Improving graphitic quality by oxidative liberation of crosslinks in non-graphitizable carbons

ID# 2022-5475
The figure shows the process of forming graphitic carbon.

Technology Summary

Graphitization is the process of thermally converting amorphous carbon into graphitic carbon. Traditional conditions are energy-demanding, requiring temperatures in excess of 2500 °C. Recent efforts have been devoted to the development of greener routes using lower temperatures or waste as a carbon source in order to be more sustainable. Many amorphous carbon sources form non-graphitizable structures due to crosslinking. For many of these materials, crosslink removal would greatly improve the graphitic quality after graphitization.

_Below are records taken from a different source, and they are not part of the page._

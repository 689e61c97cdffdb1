// src/engine/report.rs

use std::fmt;
use std::time::Duration;

use tokio::time::Instant;

use crate::dag::{RunState, Scheduler};
use crate::graph::NodeId;

/// Final state of one node.
#[derive(Debug, Clone, PartialEq, Eq)]
pub struct NodeReport {
    pub id: NodeId,
    pub kind: &'static str,
    pub state: RunState,
    /// False for remote steps skipped because their triggers were unchanged.
    pub executed: bool,
    pub started_at: Option<Instant>,
    pub completed_at: Option<Instant>,
    pub error: Option<String>,
}

impl NodeReport {
    pub fn elapsed(&self) -> Option<Duration> {
        match (self.started_at, self.completed_at) {
            (Some(s), Some(c)) => Some(c.saturating_duration_since(s)),
            _ => None,
        }
    }
}

/// What an apply returns: every node in declaration order.
#[derive(Debug, Clone, Default)]
pub struct ApplyReport {
    pub nodes: Vec<NodeReport>,
    /// Set when a shutdown request stopped the apply early.
    pub interrupted: bool,
}

impl ApplyReport {
    pub fn from_scheduler(scheduler: &Scheduler, interrupted: bool) -> Self {
        let nodes = scheduler
            .node_infos()
            .map(|info| NodeReport {
                id: info.id.clone(),
                kind: info.label,
                state: info.run_state,
                executed: info.executed,
                started_at: info.started_at,
                completed_at: info.completed_at,
                error: info.error.clone(),
            })
            .collect();

        Self { nodes, interrupted }
    }

    pub fn node(&self, id: &str) -> Option<&NodeReport> {
        self.nodes.iter().find(|n| n.id == id)
    }

    pub fn state_of(&self, id: &str) -> Option<RunState> {
        self.node(id).map(|n| n.state)
    }

    /// The apply succeeded only if every node succeeded.
    pub fn succeeded(&self) -> bool {
        !self.interrupted && self.nodes.iter().all(|n| n.state == RunState::Succeeded)
    }

    /// Nodes that failed or timed out (blocked dependents excluded).
    pub fn failures(&self) -> Vec<&NodeReport> {
        self.nodes
            .iter()
            .filter(|n| matches!(n.state, RunState::Failed | RunState::TimedOut))
            .collect()
    }

    pub fn count(&self, state: RunState) -> usize {
        self.nodes.iter().filter(|n| n.state == state).count()
    }

    /// Remote steps that actually ran in this apply.
    pub fn executed_count(&self) -> usize {
        self.nodes
            .iter()
            .filter(|n| n.state == RunState::Succeeded && n.executed)
            .count()
    }
}

impl fmt::Display for ApplyReport {
    fn fmt(&self, f: &mut fmt::Formatter<'_>) -> fmt::Result {
        let width = self.nodes.iter().map(|n| n.id.len()).max().unwrap_or(0);
        for n in &self.nodes {
            let note = match (&n.error, n.state, n.executed) {
                (Some(err), _, _) => format!("  {err}"),
                (None, RunState::Succeeded, false) => "  (unchanged)".to_string(),
                _ => String::new(),
            };
            let elapsed = n
                .elapsed()
                .map(|d| format!(" {:.1}s", d.as_secs_f64()))
                .unwrap_or_default();
            writeln!(
                f,
                "  {:<width$}  {:<8}  {:<9}{}{}",
                n.id,
                n.kind,
                n.state.as_str(),
                elapsed,
                note,
                width = width
            )?;
        }
        write!(
            f,
            "{} succeeded ({} executed), {} failed, {} timed out, {} blocked{}",
            self.count(RunState::Succeeded),
            self.executed_count(),
            self.count(RunState::Failed),
            self.count(RunState::TimedOut),
            self.count(RunState::Blocked),
            if self.interrupted { ", interrupted" } else { "" }
        )
    }
}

Researchers at Penn State have developed a method of partially oxidizing carbon materials to effectively remove graphitization-inhibiting crosslinks. Removal of the crosslinks leads to better stacking of the graphene planes and can potentially increase the electrical conductivity at a lower mass loading.

Application & Market Utility

The worldwide production of graphite in 2023 was close to 1.3 million metric tons. Graphitizable precursors are the basis for synthetic graphite manufacture. This technology will facilitate the use of cheap and renewable precursors to create high-value carbon materials for applications such as lubricants, batteries, fuel cells and friction materials.